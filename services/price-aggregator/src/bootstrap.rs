//! Daily-candle bootstrap
//!
//! Before a symbol's live streams are attached, the aggregator asks the
//! market service for the most recent daily candle so the very first tick
//! already carries a correct change against the day's open.
//!
//! The fetch is best-effort and fails fast: any transport error, non-2xx
//! status, decode failure or timeout is reported as a `BootstrapError` and
//! treated by the aggregator as "no data". Nothing is retried.
//!
//! The market service answers either with a bare payload or with its
//! response envelope `{ "code", "message", "data" }`; `data` may be a single
//! candle, a list of candles, or `null`. An envelope without `data` and a
//! record whose `open` does not decode both mean "no data".
//!
//! The default endpoint is the market service's `GET /api/v1/candles/recent`,
//! which returns the recent series for one symbol; the newest record (by
//! `openTime`, else position) is the day's candle.

use std::time::Duration;

use async_trait::async_trait;
use rust_decimal::Decimal;
use serde::{Deserialize, Serialize};
use serde_json::Value;
use tracing::{debug, info};

use crate::candles::coerce_decimal;

/// Latest daily aggregate for one symbol.
#[derive(Debug, Clone, PartialEq, Eq, Serialize, Deserialize)]
pub struct DailyCandle {
    pub symbol: String,
    pub open: Decimal,
    pub high: Decimal,
    pub low: Decimal,
    pub close: Decimal,
    pub volume: Decimal,
    /// Candle start, Unix millis.
    #[serde(rename = "openTime", default)]
    pub open_time: Option<i64>,
}

impl DailyCandle {
    /// Decode a candle record. Non-objects and records without a decodable
    /// `open` are rejected; the other numeric fields use the same
    /// zero-fallback coercion as live candles.
    pub fn from_json(value: &Value) -> Option<Self> {
        let record = value.as_object()?;
        let open = record.get("open").and_then(coerce_decimal)?;
        let number = |name: &str| {
            record
                .get(name)
                .and_then(coerce_decimal)
                .unwrap_or(Decimal::ZERO)
        };
        Some(Self {
            symbol: record
                .get("symbol")
                .and_then(Value::as_str)
                .unwrap_or_default()
                .to_string(),
            open,
            high: number("high"),
            low: number("low"),
            close: number("close"),
            volume: number("volume"),
            open_time: record.get("openTime").and_then(parse_open_time),
        })
    }
}

/// Unix millis, as a number, a numeric string or an RFC 3339 timestamp.
fn parse_open_time(value: &Value) -> Option<i64> {
    match value {
        Value::Number(n) => n.as_i64(),
        Value::String(s) => {
            let s = s.trim();
            s.parse::<i64>().ok().or_else(|| {
                chrono::DateTime::parse_from_rfc3339(s)
                    .ok()
                    .map(|t| t.timestamp_millis())
            })
        }
        _ => None,
    }
}

/// Shape of a bootstrap response.
#[derive(Debug, Clone, PartialEq, Eq)]
pub enum DailyPayload {
    /// A single, already filtered record.
    One(DailyCandle),
    /// Records for many symbols; filtered by symbol on resolve.
    Many(Vec<DailyCandle>),
    /// The collaborator had nothing to return.
    Empty,
}

impl DailyPayload {
    /// Decode a response body, unwrapping the envelope if present.
    pub fn from_json(body: Value) -> Self {
        let data = match body {
            Value::Object(mut map) if map.contains_key("data") => {
                map.remove("data").unwrap_or(Value::Null)
            }
            // Envelope with nothing in it
            Value::Object(map) if map.contains_key("code") || map.contains_key("message") => {
                Value::Null
            }
            other => other,
        };

        match data {
            Value::Array(items) => {
                DailyPayload::Many(items.iter().filter_map(DailyCandle::from_json).collect())
            }
            record @ Value::Object(_) => DailyCandle::from_json(&record)
                .map(DailyPayload::One)
                .unwrap_or(DailyPayload::Empty),
            _ => DailyPayload::Empty,
        }
    }

    /// Pick the record for `symbol`.
    ///
    /// Records are trusted as pre-filtered unless they name a different
    /// symbol. Of several matches the newest wins.
    pub fn resolve(self, symbol: &str) -> Option<DailyCandle> {
        match self {
            DailyPayload::One(candle) => {
                if candle.symbol.is_empty() || candle.symbol.eq_ignore_ascii_case(symbol) {
                    Some(candle)
                } else {
                    None
                }
            }
            DailyPayload::Many(candles) => candles
                .into_iter()
                .filter(|c| c.symbol.is_empty() || c.symbol.eq_ignore_ascii_case(symbol))
                // max_by_key keeps the last of equal keys
                .max_by_key(|c| c.open_time),
            DailyPayload::Empty => None,
        }
    }
}

/// Errors from the bootstrap collaborator.
#[derive(Debug, thiserror::Error)]
pub enum BootstrapError {
    #[error("bootstrap request failed: {0}")]
    Http(#[from] reqwest::Error),

    #[error("bootstrap endpoint returned status {status}")]
    Status { status: u16 },

    #[error("no daily candle for {symbol}")]
    NotFound { symbol: String },
}

/// Source of the latest daily candle.
#[async_trait]
pub trait DailyFetcher: Send + Sync {
    async fn fetch_latest_daily(&self, symbol: &str) -> Result<DailyPayload, BootstrapError>;
}

/// Fetcher that never has data; live streams seed everything.
#[derive(Debug, Clone, Copy, Default)]
pub struct NoBootstrap;

#[async_trait]
impl DailyFetcher for NoBootstrap {
    async fn fetch_latest_daily(&self, _symbol: &str) -> Result<DailyPayload, BootstrapError> {
        Ok(DailyPayload::Empty)
    }
}

/// Configuration for the HTTP bootstrap fetcher.
#[derive(Debug, Clone)]
pub struct BootstrapConfig {
    /// Market service base URL.
    pub base_url: String,
    /// Path of the recent-candles endpoint.
    pub path: String,
    /// Interval requested from the endpoint.
    pub interval: String,
    /// Whole-request timeout.
    pub timeout: Duration,
}

impl Default for BootstrapConfig {
    fn default() -> Self {
        Self {
            base_url: "http://localhost:8081".to_string(),
            path: "/api/v1/candles/recent".to_string(),
            interval: "1d".to_string(),
            timeout: Duration::from_secs(5),
        }
    }
}

impl BootstrapConfig {
    /// Defaults overridden by `PRICE_BOOTSTRAP_URL` and
    /// `PRICE_BOOTSTRAP_TIMEOUT_MS`. Unparseable values are ignored.
    pub fn from_env() -> Self {
        let mut config = Self::default();
        if let Ok(url) = std::env::var("PRICE_BOOTSTRAP_URL") {
            if !url.trim().is_empty() {
                config.base_url = url.trim().to_string();
            }
        }
        if let Some(ms) = std::env::var("PRICE_BOOTSTRAP_TIMEOUT_MS")
            .ok()
            .and_then(|v| v.trim().parse::<u64>().ok())
        {
            config.timeout = Duration::from_millis(ms);
        }
        config
    }

    pub fn endpoint(&self) -> String {
        format!("{}{}", self.base_url.trim_end_matches('/'), self.path)
    }
}

/// `DailyFetcher` backed by the market service's REST API.
#[derive(Debug, Clone)]
pub struct HttpDailyFetcher {
    client: reqwest::Client,
    config: BootstrapConfig,
}

impl HttpDailyFetcher {
    pub fn new(config: BootstrapConfig) -> Result<Self, BootstrapError> {
        let client = reqwest::Client::builder().timeout(config.timeout).build()?;
        info!(
            endpoint = %config.endpoint(),
            timeout_ms = config.timeout.as_millis() as u64,
            "HttpDailyFetcher initialized"
        );
        Ok(Self { client, config })
    }
}

#[async_trait]
impl DailyFetcher for HttpDailyFetcher {
    async fn fetch_latest_daily(&self, symbol: &str) -> Result<DailyPayload, BootstrapError> {
        let response = self
            .client
            .get(self.config.endpoint())
            .query(&[("interval", self.config.interval.as_str()), ("symbol", symbol)])
            .send()
            .await?;

        let status = response.status();
        if !status.is_success() {
            return Err(BootstrapError::Status {
                status: status.as_u16(),
            });
        }

        let body: Value = response.json().await?;
        let payload = DailyPayload::from_json(body);
        debug!(symbol = %symbol, payload = ?payload, "Bootstrap response decoded");
        Ok(payload)
    }
}

#[cfg(test)]
mod tests {
    use super::*;
    use serde_json::json;

    #[test]
    fn test_envelope_with_collection() {
        let body = json!({
            "code": 1000,
            "message": "Success",
            "data": [
                {"symbol": "BTCUSD", "open": 87000, "high": 87500, "low": 86000, "close": 86800, "volume": 1000},
                {"symbol": "ETHUSD", "open": "2960.5", "high": 3000, "low": 2900, "close": 2925.2, "volume": "50"}
            ]
        });
        let payload = DailyPayload::from_json(body);
        assert!(matches!(payload, DailyPayload::Many(ref c) if c.len() == 2));

        let eth = payload.resolve("ETHUSD").unwrap();
        assert_eq!(eth.open.to_string(), "2960.5");
        assert_eq!(eth.volume, Decimal::from(50));
    }

    #[test]
    fn test_bare_single_record() {
        let payload = DailyPayload::from_json(json!({"open": 87000, "volume": 1000}));
        let candle = payload.resolve("BTCUSD").unwrap();
        assert_eq!(candle.open, Decimal::from(87000));
        assert_eq!(candle.volume, Decimal::from(1000));
    }

    #[test]
    fn test_single_record_for_other_symbol_is_rejected() {
        let payload = DailyPayload::from_json(json!({"data": {"symbol": "VCB", "open": 1}}));
        assert!(payload.resolve("HPG").is_none());
    }

    #[test]
    fn test_symbol_missing_from_collection() {
        let payload = DailyPayload::from_json(json!([{"symbol": "VIX", "open": 14}]));
        assert!(payload.resolve("NDQ").is_none());
    }

    #[test]
    fn test_newest_matching_record_wins() {
        let payload = DailyPayload::from_json(json!({
            "code": 1000,
            "data": [
                {"symbol": "BTCUSD", "open": 86000, "volume": 900, "openTime": 1_760_745_600_000_i64},
                {"symbol": "BTCUSD", "open": 87000, "volume": 1000, "openTime": "2025-10-19T00:00:00Z"},
                {"symbol": "BTCUSD", "open": 85000, "volume": 800, "openTime": "1760659200000"}
            ]
        }));
        let daily = payload.resolve("BTCUSD").unwrap();
        assert_eq!(daily.open, Decimal::from(87000));
        assert_eq!(daily.open_time, Some(1_760_832_000_000));
    }

    #[test]
    fn test_series_without_times_takes_last() {
        let payload = DailyPayload::from_json(json!([
            {"open": 1, "volume": 1},
            {"open": 2, "volume": 2}
        ]));
        assert_eq!(payload.resolve("VCB").unwrap().open, Decimal::from(2));
    }

    #[test]
    fn test_record_without_open_is_rejected() {
        assert!(DailyCandle::from_json(&json!({"symbol": "VCB", "volume": 10})).is_none());
        assert!(DailyCandle::from_json(&json!({"symbol": "VCB", "open": "n/a"})).is_none());

        let payload = DailyPayload::from_json(json!({"data": {"symbol": "VCB", "close": 1}}));
        assert_eq!(payload, DailyPayload::Empty);
    }

    #[test]
    fn test_envelope_without_data_is_empty() {
        let payload = DailyPayload::from_json(json!({"code": 1000, "message": "Success"}));
        assert_eq!(payload, DailyPayload::Empty);
        assert!(payload.resolve("BTCUSD").is_none());
    }

    #[test]
    fn test_null_data_is_empty() {
        assert_eq!(DailyPayload::from_json(json!({"data": null})), DailyPayload::Empty);
        assert_eq!(DailyPayload::from_json(json!("oops")), DailyPayload::Empty);
    }

    #[test]
    fn test_endpoint_joins_cleanly() {
        let config = BootstrapConfig {
            base_url: "http://market:8081/".to_string(),
            ..BootstrapConfig::default()
        };
        assert_eq!(config.endpoint(), "http://market:8081/api/v1/candles/recent");
    }

    #[tokio::test]
    async fn test_no_bootstrap_is_empty() {
        let payload = NoBootstrap.fetch_latest_daily("BTCUSD").await.unwrap();
        assert_eq!(payload, DailyPayload::Empty);
    }
}
//! Observability counters for the price aggregator
//!
//! Counters are plain relaxed atomics, cheap enough to bump on every
//! candle. `export` renders them for Prometheus-style exposition.

use std::collections::BTreeMap;
use std::sync::atomic::{AtomicU64, Ordering};

use crate::candles::Interval;

/// Core metrics for the aggregator.
#[derive(Debug, Default)]
pub struct AggregatorMetrics {
    // Event processing
    pub minute_events: AtomicU64,
    pub daily_events: AtomicU64,
    pub malformed_fields: AtomicU64,

    // Fan-out
    pub notifications: AtomicU64,
    pub deliveries: AtomicU64,
    pub listener_failures: AtomicU64,

    // Bootstrap
    pub bootstrap_hits: AtomicU64,
    pub bootstrap_misses: AtomicU64,

    // Subscriptions
    pub subscribes: AtomicU64,
    pub unsubscribes: AtomicU64,
}

impl AggregatorMetrics {
    pub fn new() -> Self {
        Self::default()
    }

    /// Record a candle received on `interval`.
    pub fn record_event(&self, interval: Interval, malformed_fields: u32) {
        match interval {
            Interval::Minute => self.minute_events.fetch_add(1, Ordering::Relaxed),
            Interval::Daily => self.daily_events.fetch_add(1, Ordering::Relaxed),
        };
        if malformed_fields > 0 {
            self.malformed_fields
                .fetch_add(u64::from(malformed_fields), Ordering::Relaxed);
        }
    }

    /// Record one fan-out cycle reaching `listeners` listeners.
    pub fn record_notification(&self, listeners: usize) {
        self.notifications.fetch_add(1, Ordering::Relaxed);
        self.deliveries.fetch_add(listeners as u64, Ordering::Relaxed);
    }

    pub fn record_listener_failure(&self) {
        self.listener_failures.fetch_add(1, Ordering::Relaxed);
    }

    pub fn record_bootstrap(&self, hit: bool) {
        if hit {
            self.bootstrap_hits.fetch_add(1, Ordering::Relaxed);
        } else {
            self.bootstrap_misses.fetch_add(1, Ordering::Relaxed);
        }
    }

    pub fn record_subscribe(&self) {
        self.subscribes.fetch_add(1, Ordering::Relaxed);
    }

    pub fn record_unsubscribe(&self) {
        self.unsubscribes.fetch_add(1, Ordering::Relaxed);
    }

    /// Export metrics as a BTreeMap for Prometheus-style exposition.
    pub fn export(&self) -> BTreeMap<String, u64> {
        let counters = [
            ("minute_events", &self.minute_events),
            ("daily_events", &self.daily_events),
            ("malformed_fields", &self.malformed_fields),
            ("notifications", &self.notifications),
            ("deliveries", &self.deliveries),
            ("listener_failures", &self.listener_failures),
            ("bootstrap_hits", &self.bootstrap_hits),
            ("bootstrap_misses", &self.bootstrap_misses),
            ("subscribes", &self.subscribes),
            ("unsubscribes", &self.unsubscribes),
        ];
        counters
            .into_iter()
            .map(|(name, counter)| (name.to_string(), counter.load(Ordering::Relaxed)))
            .collect()
    }
}

#[cfg(test)]
mod tests {
    use super::*;

    #[test]
    fn test_event_counters_by_interval() {
        let metrics = AggregatorMetrics::new();
        metrics.record_event(Interval::Minute, 0);
        metrics.record_event(Interval::Minute, 2);
        metrics.record_event(Interval::Daily, 0);

        let exported = metrics.export();
        assert_eq!(exported["minute_events"], 2);
        assert_eq!(exported["daily_events"], 1);
        assert_eq!(exported["malformed_fields"], 2);
    }

    #[test]
    fn test_fanout_and_bootstrap_counters() {
        let metrics = AggregatorMetrics::new();
        metrics.record_notification(3);
        metrics.record_notification(0);
        metrics.record_listener_failure();
        metrics.record_bootstrap(true);
        metrics.record_bootstrap(false);
        metrics.record_bootstrap(false);

        let exported = metrics.export();
        assert_eq!(exported["notifications"], 2);
        assert_eq!(exported["deliveries"], 3);
        assert_eq!(exported["listener_failures"], 1);
        assert_eq!(exported["bootstrap_hits"], 1);
        assert_eq!(exported["bootstrap_misses"], 2);
    }

    #[test]
    fn test_export_has_every_counter() {
        let exported = AggregatorMetrics::default().export();
        assert_eq!(exported.len(), 10);
        assert!(exported.values().all(|v| *v == 0));
    }
}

···

■ Assignment ■
The answer should hold only the lines from the start of the records above through the line containing "very first tick", each set down exactly.

■ Result below ■
filename services/price-aggregator/src/bootstrap.rs
//! Daily-candle bootstrap
//!
//! Before a symbol's live streams are attached, the aggregator asks the
//! market service for the most recent daily candle so the very first tick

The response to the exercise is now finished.